Note that although we specify "3" in the type of vector (by writing REAL[3]), this is actually only just syntactic sugar in postgres, and postgres will NOT enforce this length! This is done in postgres by design.
cursor = conn.cursor()
create_table_query = "CREATE TABLE small_world (id integer, vector real[3]);"
cursor.execute(create_table_query)
conn.commit()
cursor.close()
Inserting Data
Let's insert some data! We insert a few vectors into our table using the INSERT
statement. As pointed out earlier, just because we specified REAL[3]
during the creation of our table does not mean that inserting a vector with length other than 3 will fail here.
cursor = conn.cursor()
# Let's insert a vector [0,0,0] with id 0 (note that postgres uses {} braces)
cursor.execute("INSERT INTO small_world (id, vector) VALUES (0, '{0, 0, 0}');")
# Now let's insert some more vectors
v1 = [0, 0, 1]
v2 = [0, 1, 1]
v3 = [1, 1, 1]
v4 = [2, 0, 1]
cursor.execute("INSERT INTO small_world (id, vector) VALUES (%s, %s), (%s, %s), (%s, %s), (%s, %s);", (1, v1, 2, v2, 3, v3, 4, v4))
conn.commit()
cursor.close()
Creating an Index
In order to perform queries, we need to specify an index. In postgres, an index is a specialized way to store data that speeds up and allows for new ways to interact with your data. The hnsw
index is from lantern, and it allows for blazingly fast vector search.
Note that we can specify options and parameters to our index creation. For example, we can specify the distance method that is used, which is how we calculate the distance between two vectors when we ultimately search for a vector's nearest neighbors. The default, as used below, is l2sq
, which is the squared L-2 distance (which is the squared "Euclidean" distance, that you might be familiar with).
cursor = conn.cursor()
cursor.execute("CREATE INDEX ON small_world USING lantern_hnsw (vector);")
# We can also specify additional parameters to the index like this:
"""CREATE INDEX ON small_world USING lantern_hnsw (vector dist_l2sq_ops)
WITH
(M=2, ef_construction=10, ef=4, dim=3);"""
conn.commit()
cursor.close()
Vector Search
Now that we have created an index, we can start doing a nearest-neightbor vector search!
However, we first need to set enable_seqscan
to false. The details of this can be elaborated upon elsewhere, but the gist of it is that we need postgres to use the index that we created above when performing queries (like with SELECT
). By disabling this postgres runtime variable, we make sure that postgres always uses our index, which allows us to perform vector search using lantern.

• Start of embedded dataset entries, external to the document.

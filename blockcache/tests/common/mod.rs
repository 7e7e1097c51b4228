#![allow(dead_code)]

use async_trait::async_trait;
use blockcache::cadapter::{CommittedBlock, MemoryStore, ObjectAttr, RemoteError, RemoteStore};
use blockcache::{Config, Engine};
use bytes::Bytes;
use std::collections::{HashMap, HashSet};
use std::sync::atomic::{AtomicBool, AtomicUsize, Ordering};
use std::sync::{Arc, Mutex};
use std::time::Duration;

/// Memory store that counts calls and injects faults.
#[derive(Default)]
pub struct RecordingStore {
    pub inner: MemoryStore,
    reads: Mutex<HashMap<u64, usize>>,
    staged: Mutex<Vec<String>>,
    commits: Mutex<Vec<Vec<String>>>,
    /// Delay applied to the first read at a given offset.
    slow_first_read: Mutex<Option<(u64, Duration)>>,
    read_delay: Mutex<Option<Duration>>,
    failing_reads: Mutex<HashSet<u64>>,
    fail_stage_after: Mutex<Option<usize>>,
    stage_calls: AtomicUsize,
    fail_commit: AtomicBool,
}

impl RecordingStore {
    pub fn new() -> Arc<Self> {
        Arc::new(Self::default())
    }

    pub fn reads_at(&self, offset: u64) -> usize {
        self.reads.lock().unwrap().get(&offset).copied().unwrap_or(0)
    }

    pub fn total_reads(&self) -> usize {
        self.reads.lock().unwrap().values().sum()
    }

    pub fn staged(&self) -> Vec<String> {
        self.staged.lock().unwrap().clone()
    }

    pub fn commits(&self) -> Vec<Vec<String>> {
        self.commits.lock().unwrap().clone()
    }

    pub fn slow_first_read_at(&self, offset: u64, delay: Duration) {
        *self.slow_first_read.lock().unwrap() = Some((offset, delay));
    }

    /// Delay every read.
    pub fn delay_reads(&self, delay: Duration) {
        *self.read_delay.lock().unwrap() = Some(delay);
    }

    /// Fail reads starting at any of `offsets`, replacing earlier faults.
    pub fn fail_reads_at(&self, offsets: &[u64]) {
        *self.failing_reads.lock().unwrap() = offsets.iter().copied().collect();
    }

    /// Fail every stage call after the first `n`.
    pub fn fail_stage_after(&self, n: Option<usize>) {
        *self.fail_stage_after.lock().unwrap() = n;
        self.stage_calls.store(0, Ordering::SeqCst);
    }

    pub fn fail_commit(&self, fail: bool) {
        self.fail_commit.store(fail, Ordering::SeqCst);
    }
}

#[async_trait]
impl RemoteStore for RecordingStore {
    async fn read_range(
        &self,
        name: &str,
        offset: u64,
        buf: &mut [u8],
    ) -> Result<usize, RemoteError> {
        let first = {
            let mut reads = self.reads.lock().unwrap();
            let count = reads.entry(offset).or_insert(0);
            *count += 1;
            *count == 1
        };
        if self.failing_reads.lock().unwrap().contains(&offset) {
            return Err(RemoteError::Other("injected read failure".into()));
        }
        let slow = *self.slow_first_read.lock().unwrap();
        if let Some((at, delay)) = slow
            && first
            && at == offset
        {
            tokio::time::sleep(delay).await;
        }
        let delay = *self.read_delay.lock().unwrap();
        if let Some(delay) = delay {
            tokio::time::sleep(delay).await;
        }
        self.inner.read_range(name, offset, buf).await
    }

    async fn stage(&self, name: &str, block_id: &str, data: Bytes) -> Result<(), RemoteError> {
        let call = self.stage_calls.fetch_add(1, Ordering::SeqCst);
        let limit = *self.fail_stage_after.lock().unwrap();
        if limit.is_some_and(|n| call >= n) {
            return Err(RemoteError::Other("injected stage failure".into()));
        }
        self.staged.lock().unwrap().push(block_id.to_string());
        self.inner.stage(name, block_id, data).await
    }

    async fn commit(
        &self,
        name: &str,
        block_ids: &[String],
        block_size: u64,
    ) -> Result<(), RemoteError> {
        if self.fail_commit.load(Ordering::SeqCst) {
            return Err(RemoteError::Other("injected commit failure".into()));
        }
        self.commits.lock().unwrap().push(block_ids.to_vec());
        self.inner.commit(name, block_ids, block_size).await
    }

    async fn get_committed_block_list(
        &self,
        name: &str,
    ) -> Result<Vec<CommittedBlock>, RemoteError> {
        self.inner.get_committed_block_list(name).await
    }

    async fn get_attributes(&self, name: &str) -> Result<ObjectAttr, RemoteError> {
        self.inner.get_attributes(name).await
    }
}

/// Small blocks and a quiet maintenance loop, so tests see only the
/// transfers they cause.
pub fn test_config(block_size: u64) -> Config {
    Config {
        block_size,
        mem_size: block_size * 64,
        workers: 4,
        sync_wait_ms: 1000,
        acquire_timeout_ms: 500,
        maintenance_interval_ms: 3_600_000,
        ..Config::default()
    }
}

pub fn engine(store: &Arc<RecordingStore>, config: Config) -> Engine {
    Engine::new(config, store.clone()).unwrap()
}

pub fn pattern(len: usize, seed: u8) -> Vec<u8> {
    (0..len).map(|i| (i as u8).wrapping_mul(31).wrapping_add(seed)).collect()
}
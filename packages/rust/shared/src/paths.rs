//! Library-root sandboxing for caller-supplied relative paths.

use std::path::{Component, Path, PathBuf};

use crate::error::{FurtherError, Result};

/// Resolve `relative` under `root`, refusing anything that escapes it.
///
/// The containment check runs lexically first so `../` escapes are reported
/// as `Forbidden` even when the target does not exist. Existing paths are
/// then canonicalized and re-checked so symlinks cannot leave the root.
pub fn resolve_under_root(root: &Path, relative: &str) -> Result<PathBuf> {
    let root_abs = absolutize(root)?;
    let joined = normalize(&root_abs.join(relative));

    if !joined.starts_with(&root_abs) {
        return Err(FurtherError::Forbidden { path: joined });
    }
    if !joined.exists() {
        return Err(FurtherError::not_found(format!(
            "file not found: {}",
            joined.display()
        )));
    }

    let real = joined
        .canonicalize()
        .map_err(|e| FurtherError::io(&joined, e))?;
    let real_root = root_abs
        .canonicalize()
        .map_err(|e| FurtherError::io(&root_abs, e))?;
    if !real.starts_with(&real_root) {
        return Err(FurtherError::Forbidden { path: real });
    }

    Ok(real)
}

fn absolutize(path: &Path) -> Result<PathBuf> {
    if path.is_absolute() {
        return Ok(normalize(path));
    }
    let cwd = std::env::current_dir().map_err(|e| FurtherError::io(path, e))?;
    Ok(normalize(&cwd.join(path)))
}

/// Lexical normalization: drops `.` and folds `..` without touching the disk.
fn normalize(path: &Path) -> PathBuf {
    let mut out = PathBuf::new();
    for component in path.components() {
        match component {
            Component::CurDir => {}
            Component::ParentDir => {
                out.pop();
            }
            other => out.push(other.as_os_str()),
        }
    }
    out
}
//! Post-conversion cleanup for chapter Markdown.
//!
//! Each pass is a function `&str -> String` applied in sequence.

use std::sync::LazyLock;

use regex::Regex;

/// Run the full cleanup pipeline on raw Markdown text.
pub(crate) fn run_pipeline(md: &str) -> String {
    let mut result = md.to_string();

    result = strip_nbsp(&result);
    result = normalize_whitespace(&result);
    result = clean_blank_lines(&result);
    result = ensure_trailing_newline(&result);

    result
}

// ---------------------------------------------------------------------------
// Pass 1: Non-breaking spaces
// ---------------------------------------------------------------------------

/// EPUB typesetting leans on `&nbsp;` for indentation; flatten it to spaces.
fn strip_nbsp(md: &str) -> String {
    md.replace('\u{a0}', " ")
}

// ---------------------------------------------------------------------------
// Pass 2: Normalize whitespace
// ---------------------------------------------------------------------------

/// Trim trailing whitespace on every line.
fn normalize_whitespace(md: &str) -> String {
    md.lines()
        .map(|line| line.trim_end())
        .collect::<Vec<_>>()
        .join("\n")
}

// ---------------------------------------------------------------------------
// Pass 3: Collapse blank lines
// ---------------------------------------------------------------------------

/// Collapse runs of 2+ blank lines into one.
fn clean_blank_lines(md: &str) -> String {
    static MULTI_BLANK_RE: LazyLock<Regex> =
        LazyLock::new(|| Regex::new(r"\n{3,}").expect("valid regex"));

    MULTI_BLANK_RE.replace_all(md, "\n\n").to_string()
}

// ---------------------------------------------------------------------------
// Pass 4: Trailing newline
// ---------------------------------------------------------------------------

/// Ensure the text ends with exactly one newline (empty input stays empty).
fn ensure_trailing_newline(md: &str) -> String {
    let trimmed = md.trim_matches('\n');
    if trimmed.is_empty() {
        return String::new();
    }
    format!("{trimmed}\n")
}

#[cfg(test)]
mod tests {
    use super::*;

    #[test]
    fn clean_blank_lines_collapses_excess() {
        let input = "Line 1\n\n\n\n\nLine 2";
        assert_eq!(clean_blank_lines(input), "Line 1\n\nLine 2");
    }

    #[test]
    fn clean_blank_lines_keeps_single_gap() {
        let input = "Line 1\n\nLine 2";
        assert_eq!(clean_blank_lines(input), input);
    }

    #[test]
    fn normalize_whitespace_trims_trailing() {
        let input = "Line 1   \nLine 2\t\nLine 3";
        assert_eq!(normalize_whitespace(input), "Line 1\nLine 2\nLine 3");
    }

    #[test]
    fn ensure_trailing_newline_normalizes() {
        assert_eq!(ensure_trailing_newline("Content"), "Content\n");
        assert_eq!(ensure_trailing_newline("\n\nContent\n\n\n"), "Content\n");
        assert_eq!(ensure_trailing_newline("\n\n"), "");
    }

    #[test]
    fn full_pipeline_cleans_markdown() {
        let input = "\n# Chapter I\u{a0}\n\n\n\n\nIt was a dark night.   \n\n\n";
        assert_eq!(run_pipeline(input), "# Chapter I\n\nIt was a dark night.\n");
    }
}
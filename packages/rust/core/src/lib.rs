//! Acquisition, parsing, and pipeline orchestration for Further.
//!
//! This crate ties discovery, downloads, and the format engines together
//! into end-to-end workflows (fetch-and-parse, topic runs) and exposes the
//! sandboxed local [`Library`].

pub mod acquire;
pub mod library;
pub mod parse;
pub mod pipeline;
pub mod topic;

pub use acquire::{Downloader, guess_extension};
pub use library::{BookFormat, BookMetadata, BookToc, EbookListing, Library, list_ebooks};
pub use parse::{ParsedBook, parse_book, parse_book_blocking};
pub use pipeline::Pipeline;
pub use topic::{
    DownloadedBook, SilentProgress, TopicEvent, TopicProgress, TopicRequest, TopicResult,
    check_budget, check_range, normalize_query_text, pick_download_url,
};
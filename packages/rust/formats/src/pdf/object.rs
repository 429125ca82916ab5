//! Small accessors over `lopdf` objects: reference chasing, typed reads,
//! inherited page attributes, and text-string decoding.

use lopdf::{Dictionary, Document, Object, ObjectId};

/// Follow indirect references (bounded, so reference loops terminate).
pub(super) fn resolve<'a>(doc: &'a Document, mut obj: &'a Object) -> &'a Object {
    for _ in 0..8 {
        match obj {
            Object::Reference(id) => match doc.get_object(*id) {
                Ok(target) => obj = target,
                Err(_) => return obj,
            },
            _ => return obj,
        }
    }
    obj
}

/// `dict[key]` with references resolved.
pub(super) fn get<'a>(doc: &'a Document, dict: &'a Dictionary, key: &[u8]) -> Option<&'a Object> {
    dict.get(key).ok().map(|obj| resolve(doc, obj))
}

pub(super) fn as_dict(obj: &Object) -> Option<&Dictionary> {
    match obj {
        Object::Dictionary(dict) => Some(dict),
        Object::Stream(stream) => Some(&stream.dict),
        _ => None,
    }
}

pub(super) fn as_number(obj: &Object) -> Option<f32> {
    match obj {
        Object::Integer(i) => Some(*i as f32),
        Object::Real(r) => Some(*r as f32),
        _ => None,
    }
}

pub(super) fn as_name(obj: &Object) -> Option<&[u8]> {
    match obj {
        Object::Name(name) => Some(name),
        _ => None,
    }
}

/// A page attribute, walking up the `Parent` chain for inheritable keys
/// (`Resources`, `MediaBox`, ...).
pub(super) fn inherited<'a>(doc: &'a Document, page_id: ObjectId, key: &[u8]) -> Option<&'a Object> {
    let mut node = doc.get_dictionary(page_id).ok()?;
    for _ in 0..32 {
        if let Some(value) = get(doc, node, key) {
            return Some(value);
        }
        node = match node.get(b"Parent") {
            Ok(Object::Reference(parent)) => doc.get_dictionary(*parent).ok()?,
            _ => return None,
        };
    }
    None
}

/// Decode a PDF text string: UTF-16BE when it carries a BOM, otherwise
/// single-byte (PDFDocEncoding, read as Latin-1).
pub(super) fn decode_text_string(bytes: &[u8]) -> String {
    if let Some(utf16) = bytes.strip_prefix(&[0xFE, 0xFF]) {
        let units: Vec<u16> = utf16
            .chunks_exact(2)
            .map(|pair| u16::from_be_bytes([pair[0], pair[1]]))
            .collect();
        return String::from_utf16_lossy(&units);
    }
    if let Some(utf8) = bytes.strip_prefix(&[0xEF, 0xBB, 0xBF]) {
        return String::from_utf8_lossy(utf8).into_owned();
    }
    bytes.iter().map(|&b| b as char).collect()
}

/// Text of a string or name object.
pub(super) fn text_of(obj: &Object) -> Option<String> {
    match obj {
        Object::String(bytes, _) => Some(decode_text_string(bytes)),
        Object::Name(name) => Some(String::from_utf8_lossy(name).into_owned()),
        _ => None,
    }
}
//! EPUB engine: container → OPF → navigation → chapter documents.

use std::fs::File;
use std::io::Read;
use std::path::{Path, PathBuf};

use roxmltree::ParsingOptions;
use scraper::{ElementRef, Html};
use serde::Serialize;
use tracing::{debug, info, instrument, warn};
use zip::ZipArchive;
use zip::result::ZipError;

use further_shared::{FurtherError, ProcessingKind, Result};

const CONTAINER_PATH: &str = "META-INF/container.xml";
const DC_NS: &str = "http://purl.org/dc/elements/1.1/";
const NCX_MEDIA_TYPE: &str = "application/x-dtbncx+xml";

// ---------------------------------------------------------------------------
// Public types
// ---------------------------------------------------------------------------

/// Dublin Core metadata of a publication. Absent fields are omitted on output.
#[derive(Debug, Clone, Default, PartialEq, Serialize)]
pub struct EpubMetadata {
    #[serde(skip_serializing_if = "Option::is_none")]
    pub title: Option<String>,
    #[serde(skip_serializing_if = "Option::is_none")]
    pub language: Option<String>,
    #[serde(skip_serializing_if = "Option::is_none")]
    pub identifier: Option<String>,
    #[serde(skip_serializing_if = "Option::is_none")]
    pub date: Option<String>,
    #[serde(skip_serializing_if = "Option::is_none")]
    pub publisher: Option<String>,
    #[serde(skip_serializing_if = "Option::is_none")]
    pub description: Option<String>,
    #[serde(skip_serializing_if = "Vec::is_empty")]
    pub creator: Vec<String>,
    #[serde(skip_serializing_if = "Vec::is_empty")]
    pub contributor: Vec<String>,
    #[serde(skip_serializing_if = "Vec::is_empty")]
    pub subject: Vec<String>,
}

/// One entry of the navigation tree.
///
/// `href` is relative to the package document and may carry a `#fragment`.
#[derive(Debug, Clone, PartialEq, Eq, Serialize)]
pub struct TocNode {
    pub title: String,
    pub href: String,
    pub children: Vec<TocNode>,
}

impl TocNode {
    pub fn new(title: impl Into<String>, href: impl Into<String>) -> Self {
        Self {
            title: title.into(),
            href: href.into(),
            children: Vec::new(),
        }
    }

    pub fn with_children(mut self, children: Vec<TocNode>) -> Self {
        self.children = children;
        self
    }
}

/// Flatten a navigation tree pre-order into `(title, href)` pairs.
pub fn flatten_toc(nodes: &[TocNode]) -> Vec<(String, String)> {
    fn walk(nodes: &[TocNode], out: &mut Vec<(String, String)>) {
        for node in nodes {
            out.push((node.title.clone(), node.href.clone()));
            walk(&node.children, out);
        }
    }

    let mut out = Vec::new();
    walk(nodes, &mut out);
    out
}

#[derive(Debug, Clone)]
struct ManifestItem {
    id: String,
    /// Path inside the archive.
    zip_path: String,
    media_type: String,
    properties: String,
}

// ---------------------------------------------------------------------------
// Document
// ---------------------------------------------------------------------------

/// An opened EPUB archive with its package document already parsed.
pub struct EpubDocument {
    path: PathBuf,
    archive: ZipArchive<File>,
    opf_dir: String,
    manifest: Vec<ManifestItem>,
    metadata: EpubMetadata,
    toc: Vec<TocNode>,
}
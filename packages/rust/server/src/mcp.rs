//! Model Context Protocol server over stdio (newline-delimited JSON-RPC 2.0).
//!
//! Only the tool surface is implemented: `initialize`, `ping`, `tools/list`,
//! and `tools/call`. Tool results are returned as JSON text content; a tool
//! that fails answers with `isError: true` rather than a JSON-RPC error.

use serde_json::{Map, Value, json};
use tokio::io::{AsyncBufReadExt, AsyncWriteExt, BufReader};
use tracing::{debug, info, instrument, warn};

use further_shared::{FurtherError, Result};

use crate::{AppState, run_blocking};

pub const PROTOCOL_VERSION: &str = "2024-11-05";

const PARSE_ERROR: i64 = -32700;
const INVALID_REQUEST: i64 = -32600;
const METHOD_NOT_FOUND: i64 = -32601;
const INVALID_PARAMS: i64 = -32602;

/// JSON-RPC dispatcher over the shared application state.
#[derive(Clone)]
pub struct McpServer {
    state: AppState,
}

impl McpServer {
    pub fn new(state: AppState) -> Self {
        Self { state }
    }

    /// Serve stdin → stdout until stdin closes.
    pub async fn run_stdio(&self) -> Result<()> {
        info!("MCP server listening on stdio");
        let mut lines = BufReader::new(tokio::io::stdin()).lines();
        let mut stdout = tokio::io::stdout();

        while let Some(line) = lines
            .next_line()
            .await
            .map_err(|e| FurtherError::Network(format!("stdin: {e}")))?
        {
            if line.trim().is_empty() {
                continue;
            }
            let reply = match serde_json::from_str::<Value>(&line) {
                Ok(message) => self.handle(message).await,
                Err(e) => Some(error_response(Value::Null, PARSE_ERROR, &format!("Parse error: {e}"))),
            };
            if let Some(reply) = reply {
                let mut frame = reply.to_string();
                frame.push('\n');
                stdout
                    .write_all(frame.as_bytes())
                    .await
                    .map_err(|e| FurtherError::Network(format!("stdout: {e}")))?;
                stdout
                    .flush()
                    .await
                    .map_err(|e| FurtherError::Network(format!("stdout: {e}")))?;
            }
        }
        info!("stdin closed, MCP server stopping");
        Ok(())
    }

    /// Answer one message. Notifications (no `id`) get no reply.
    pub async fn handle(&self, message: Value) -> Option<Value> {
        let Some(method) = message.get("method").and_then(Value::as_str) else {
            let id = message.get("id").cloned()?;
            return Some(error_response(id, INVALID_REQUEST, "Invalid Request"));
        };
        let Some(id) = message.get("id").cloned() else {
            debug!(method, "notification");
            return None;
        };
        let params = message.get("params").cloned().unwrap_or(Value::Null);

        let outcome = match method {
            "initialize" => Ok(initialize_result(&params)),
            "ping" => Ok(json!({})),
            "tools/list" => Ok(json!({ "tools": tool_definitions() })),
            "tools/call" => self.call_tool(&params).await,
            other => Err((METHOD_NOT_FOUND, format!("Method not found: {other}"))),
        };

        Some(match outcome {
            Ok(result) => json!({ "jsonrpc": "2.0", "id": id, "result": result }),
            Err((code, message)) => error_response(id, code, &message),
        })
    }

    async fn call_tool(&self, params: &Value) -> std::result::Result<Value, (i64, String)> {
        let name = params
            .get("name")
            .and_then(Value::as_str)
            .ok_or((INVALID_PARAMS, "missing tool name".to_string()))?;
        if !TOOLS.iter().any(|(tool, _)| *tool == name) {
            return Err((INVALID_PARAMS, format!("Unknown tool: {name}")));
        }
        let args = params
            .get("arguments")
            .and_then(Value::as_object)
            .cloned()
            .unwrap_or_default();

        Ok(match self.run_tool(name, &args).await {
            Ok(Value::String(text)) => tool_result(text, false),
            Ok(value) => tool_result(
                serde_json::to_string_pretty(&value).unwrap_or_else(|_| value.to_string()),
                false,
            ),
            Err(e) => {
                warn!(tool = name, error = %e, "tool call failed");
                tool_result(e.to_string(), true)
            }
        })
    }

    #[instrument(skip(self, args))]
    async fn run_tool(&self, name: &str, args: &Map<String, Value>) -> Result<Value> {
        let state = &self.state;
        let library = state.library.clone();
        match name {
            "search_books" => {
                let query = str_arg(args, "query")?;
                let keywords = list_arg(args, "keywords");
                let limit = usize_arg(args, "limit", 10)?;
                to_value(state.openlibrary.search_books(&query, &keywords, limit).await?)
            }
            "search_author" => {
                to_value(state.openlibrary.search_author(&str_arg(args, "query")?).await?)
            }
            "search_author_with_book_name" => to_value(
                state
                    .openlibrary
                    .search_author_with_book_name(&str_arg(args, "query")?)
                    .await?,
            ),
            "discover_books" => {
                let query = str_arg(args, "query")?;
                let sources = list_arg(args, "sources");
                let limit = usize_arg(args, "limit", 5)?;
                to_value(
                    state
                        .pipeline
                        .catalogs()
                        .discover_books(&query, &sources, limit)
                        .await,
                )
            }
            "fetch_and_parse_book" => {
                let url = str_arg(args, "url")?;
                let pages = usize_arg(args, "limit_pages", 3)?;
                let chapters = usize_arg(args, "limit_chapters", 3)?;
                to_value(state.pipeline.fetch_and_parse(&url, pages, chapters).await?)
            }
            "list_ebooks" => to_value(run_blocking(move || library.list()).await?),
            "get_epub_metadata" => {
                let path = str_arg(args, "relative_path")?;
                to_value(run_blocking(move || library.epub_metadata(&path)).await?)
            }
            "get_pdf_metadata" => {
                let path = str_arg(args, "relative_path")?;
                to_value(run_blocking(move || library.pdf_metadata(&path)).await?)
            }
            "get_epub_toc" => {
                let path = str_arg(args, "relative_path")?;
                to_value(run_blocking(move || library.epub_toc(&path)).await?)
            }
            "get_pdf_toc" => {
                let path = str_arg(args, "relative_path")?;
                to_value(run_blocking(move || library.pdf_toc(&path)).await?)
            }
            "get_epub_chapter_markdown" => {
                let path = str_arg(args, "relative_path")?;
                let chapter = str_arg(args, "chapter_id")?;
                let markdown =
                    run_blocking(move || library.epub_chapter_markdown(&path, &chapter)).await?;
                Ok(Value::String(markdown))
            }
            "get_pdf_chapter_text" => {
                let path = str_arg(args, "relative_path")?;
                let title = str_arg(args, "chapter_title")?;
                to_value(run_blocking(move || library.pdf_chapter_text(&path, &title)).await?)
            }
            other => Err(FurtherError::validation(format!("Unknown tool: {other}"))),
        }
    }
}

// ---------------------------------------------------------------------------
// Tool catalog
// ---------------------------------------------------------------------------

const TOOLS: [(&str, &str); 12] = [
    ("search_books", "Search Open Library for books, refining the query with optional keywords."),
    ("search_author", "Look up an author on Open Library, with up to ten works."),
    ("search_author_with_book_name", "Find the author of the best-matching book title."),
    ("discover_books", "Search Gutendex, Open Library, and Standard Ebooks concurrently."),
    ("fetch_and_parse_book", "Download a book into the library and summarize its first pages or chapters."),
    ("list_ebooks", "List EPUB and PDF files in the library root."),
    ("get_epub_metadata", "Dublin Core metadata of a library EPUB."),
    ("get_pdf_metadata", "Document metadata of a library PDF."),
    ("get_epub_toc", "Flattened table of contents of a library EPUB as (title, href) pairs."),
    ("get_pdf_toc", "Flattened outline of a library PDF as (title, page) pairs."),
    ("get_epub_chapter_markdown", "Markdown for an EPUB chapter given as href or href#anchor."),
    ("get_pdf_chapter_text", "Text and page numbers of the first PDF chapter whose title matches."),
];

fn input_schema(name: &str) -> Value {
    let string = json!({ "type": "string" });
    let integer = |default: u64| json!({ "type": "integer", "minimum": 1, "default": default });
    let strings = json!({ "type": "array", "items": { "type": "string" } });

    let (properties, required): (Value, Vec<&str>) = match name {
        "search_books" => (
            json!({ "query": string, "keywords": strings, "limit": integer(10) }),
            vec!["query"],
        ),
        "search_author" | "search_author_with_book_name" => {
            (json!({ "query": string }), vec!["query"])
        }
        "discover_books" => (
            json!({ "query": string, "sources": strings, "limit": integer(5) }),
            vec!["query"],
        ),
        "fetch_and_parse_book" => (
            json!({ "url": string, "limit_pages": integer(3), "limit_chapters": integer(3) }),
            vec!["url"],
        ),
        "get_epub_chapter_markdown" => (
            json!({ "relative_path": string, "chapter_id": string }),
            vec!["relative_path", "chapter_id"],
        ),
        "get_pdf_chapter_text" => (
            json!({ "relative_path": string, "chapter_title": string }),
            vec!["relative_path", "chapter_title"],
        ),
        "list_ebooks" => (json!({}), Vec::new()),
        _ => (json!({ "relative_path": string }), vec!["relative_path"]),
    };

    json!({ "type": "object", "properties": properties, "required": required })
}

fn tool_definitions() -> Vec<Value> {
    TOOLS
        .iter()
        .map(|(name, description)| {
            json!({
                "name": name,
                "description": description,
                "inputSchema": input_schema(name),
            })
        })
        .collect()
}

fn initialize_result(params: &Value) -> Value {
    let version = params
        .get("protocolVersion")
        .and_then(Value::as_str)
        .unwrap_or(PROTOCOL_VERSION);
    json!({
        "protocolVersion": version,
        "capabilities": { "tools": { "listChanged": false } },
        "serverInfo": { "name": "further", "version": env!("CARGO_PKG_VERSION") },
    })
}

// ---------------------------------------------------------------------------
// Helpers
// ---------------------------------------------------------------------------

fn tool_result(text: String, is_error: bool) -> Value {
    json!({
        "content": [{ "type": "text", "text": text }],
        "isError": is_error,
    })
}

fn error_response(id: Value, code: i64, message: &str) -> Value {
    json!({
        "jsonrpc": "2.0",
        "id": id,
        "error": { "code": code, "message": message },
    })
}

fn to_value<T: serde::Serialize>(value: T) -> Result<Value> {
    serde_json::to_value(value).map_err(|e| FurtherError::Conversion(e.to_string()))
}

fn str_arg(args: &Map<String, Value>, name: &str) -> Result<String> {
    args.get(name)
        .and_then(Value::as_str)
        .filter(|s| !s.trim().is_empty())
        .map(str::to_string)
        .ok_or_else(|| FurtherError::validation(format!("missing argument: {name}")))
}

fn usize_arg(args: &Map<String, Value>, name: &str, default: usize) -> Result<usize> {
    match args.get(name) {
        None | Some(Value::Null) => Ok(default),
        Some(value) => value
            .as_u64()
            .and_then(|n| usize::try_from(n).ok())
            .filter(|n| *n >= 1)
            .ok_or_else(|| FurtherError::validation(format!("{name} must be a positive integer"))),
    }
}

/// A string list; a lone string counts as a one-element list.
fn list_arg(args: &Map<String, Value>, name: &str) -> Vec<String> {
    match args.get(name) {
        Some(Value::Array(items)) => items
            .iter()
            .filter_map(Value::as_str)
            .map(str::to_string)
            .collect(),
        Some(Value::String(s)) => vec![s.clone()],
        _ => Vec::new(),
    }
}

Then, we do a search for the 3 nearest neighbors from our table to the vector [0,0,0]. Note that this "target" vector ([0,0,0]) does not need to be in our index. It is simply the vector from which we compute the distance from to find its nearest neightbors.
Since our index was built to use the L2-squared distance (squared Euclidean distance), and so that is the distance that is used during the search below. Note that l2sq_dist
found in the first part of the statement only recomputes the distance with the neighbors to show up in the query for our convenience! The actual search, which occurs in the second half of the SQL statement, performs search in the index which was configured to use L2-squared distance when we built it above. Hence, we see this distance being reflected in the print statements below.
cursor = conn.cursor()
# We only need to set this at the beginning of a session
cursor.execute("SET enable_seqscan = false;")
cursor.execute("SELECT id, l2sq_dist(vector, ARRAY[0,0,0]) AS dist, vector FROM small_world ORDER BY vector <-> ARRAY[0,0,0] LIMIT 3;")
record = cursor.fetchone()
while record:
print(f"Vector {record[2]} with ID {record[0]} has a L2-squared distance of {record[1]} from [0,0,0]")
record = cursor.fetchone()
cursor.close()
Conclusion
To cleanup, simply close the Postgres connection.
# Close the postgres connection
conn.close()
That's how you get up and running using Lantern and psycopg2
! Feel free to explore more of our tutorials and demos.